__Problem to work on__: Each entry must be output exactly as it appears.

- Opening Delimiter -

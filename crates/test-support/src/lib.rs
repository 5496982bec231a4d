#![deny(unsafe_code)]

//! Shared test utilities for the levellog workspace.
//!
//! [`SharedBuffer`] stands in for standard output: clones share one byte
//! buffer, so a test can hand one clone to a logger and read the other.
//! [`LogDir`] is a scratch directory for log file fixtures.

use std::io::{self, Write};
use std::path::{Path, PathBuf};
use std::sync::atomic::{AtomicUsize, Ordering};
use std::sync::{Arc, Mutex, PoisonError};

use tempfile::TempDir;

/// In-memory writer whose clones share the same contents.
#[derive(Clone, Debug, Default)]
pub struct SharedBuffer {
    bytes: Arc<Mutex<Vec<u8>>>,
    writes: Arc<AtomicUsize>,
}

impl SharedBuffer {
    /// Creates an empty buffer.
    #[must_use]
    pub fn new() -> Self {
        Self::default()
    }

    /// Returns everything written so far, lossily decoded as UTF-8.
    #[must_use]
    pub fn contents(&self) -> String {
        let bytes = self.bytes.lock().unwrap_or_else(PoisonError::into_inner);
        String::from_utf8_lossy(&bytes).into_owned()
    }

    /// Returns the written lines without their terminators.
    #[must_use]
    pub fn lines(&self) -> Vec<String> {
        self.contents().lines().map(str::to_owned).collect()
    }

    /// Number of `write`/`write_all` calls observed.
    #[must_use]
    pub fn write_calls(&self) -> usize {
        self.writes.load(Ordering::SeqCst)
    }
}

impl Write for SharedBuffer {
    fn write(&mut self, buf: &[u8]) -> io::Result<usize> {
        self.writes.fetch_add(1, Ordering::SeqCst);
        self.bytes
            .lock()
            .unwrap_or_else(PoisonError::into_inner)
            .extend_from_slice(buf);
        Ok(buf.len())
    }

    fn write_all(&mut self, buf: &[u8]) -> io::Result<()> {
        self.write(buf).map(|_| ())
    }

    fn flush(&mut self) -> io::Result<()> {
        Ok(())
    }
}

/// Temporary directory removed when dropped.
#[derive(Debug)]
pub struct LogDir {
    dir: TempDir,
}

impl LogDir {
    /// Creates a fresh directory under the system temp location.
    ///
    /// # Panics
    ///
    /// Panics if the directory cannot be created.
    #[must_use]
    pub fn new() -> Self {
        Self {
            dir: tempfile::tempdir().expect("create temporary log directory"),
        }
    }

    /// Absolute path of the directory.
    #[must_use]
    pub fn path(&self) -> &Path {
        self.dir.path()
    }

    /// Path of `name` inside the directory. The file is not created.
    #[must_use]
    pub fn file(&self, name: &str) -> PathBuf {
        self.dir.path().join(name)
    }
}

impl Default for LogDir {
    fn default() -> Self {
        Self::new()
    }
}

- Closing Delimiter -

__Output of the task__:
filename crates/test-support/src/lib.rs
repository 5496982bec231a4d
#![deny(unsafe_code)]

//! Shared test utilities for the levellog workspace.
//!
//! [`SharedBuffer`] stands in for standard output: clones share one byte
//! buffer, so a test can hand one clone to a logger and read the other.
//! [`LogDir`] is a scratch directory for log file fixtures.

use std::io::{self, Write};
use std::path::{Path, PathBuf};
use std::sync::atomic::{AtomicUsize, Ordering};
use std::sync::{Arc, Mutex, PoisonError};

use tempfile::TempDir;

/// In-memory writer whose clones share the same contents.
#[derive(Clone, Debug, Default)]
pub struct SharedBuffer {
    bytes: Arc<Mutex<Vec<u8>>>,
    writes: Arc<AtomicUsize>,
}

impl SharedBuffer {
    /// Creates an empty buffer.
    #[must_use]
    pub fn new() -> Self {
        Self::default()
    }

    /// Returns everything written so far, lossily decoded as UTF-8.
    #[must_use]
    pub fn contents(&self) -> String {
        let bytes = self.bytes.lock().unwrap_or_else(PoisonError::into_inner);
        String::from_utf8_lossy(&bytes).into_owned()
    }

    /// Returns the written lines without their terminators.
    #[must_use]
    pub fn lines(&self) -> Vec<String> {
        self.contents().lines().map(str::to_owned).collect()
    }

    /// Number of `write`/`write_all` calls observed.
    #[must_use]
    pub fn write_calls(&self) -> usize {
        self.writes.load(Ordering::SeqCst)
    }
}

impl Write for SharedBuffer {
    fn write(&mut self, buf: &[u8]) -> io::Result<usize> {
        self.writes.fetch_add(1, Ordering::SeqCst);
        self.bytes
            .lock()
            .unwrap_or_else(PoisonError::into_inner)
            .extend_from_slice(buf);
        Ok(buf.len())
    }

    fn write_all(&mut self, buf: &[u8]) -> io::Result<()> {
        self.write(buf).map(|_| ())
    }

    fn flush(&mut self) -> io::Result<()> {
        Ok(())
    }
}

/// Temporary directory removed when dropped.
#[derive(Debug)]
pub struct LogDir {
    dir: TempDir,
}

impl LogDir {
    /// Creates a fresh directory under the system temp location.
    ///
    /// # Panics
    ///
    /// Panics if the directory cannot be created.
    #[must_use]
    pub fn new() -> Self {
        Self {
            dir: tempfile::tempdir().expect("create temporary log directory"),
        }
    }

    /// Absolute path of the directory.
    #[must_use]
    pub fn path(&self) -> &Path {
        self.dir.path()
    }

    /// Path of `name` inside the directory. The file is not created.
    #[must_use]
    pub fn file(&self, name: &str) -> PathBuf {
        self.dir.path().join(name)
    }
}

impl Default for LogDir {
    fn default() -> Self {
        Self::new()
    }
}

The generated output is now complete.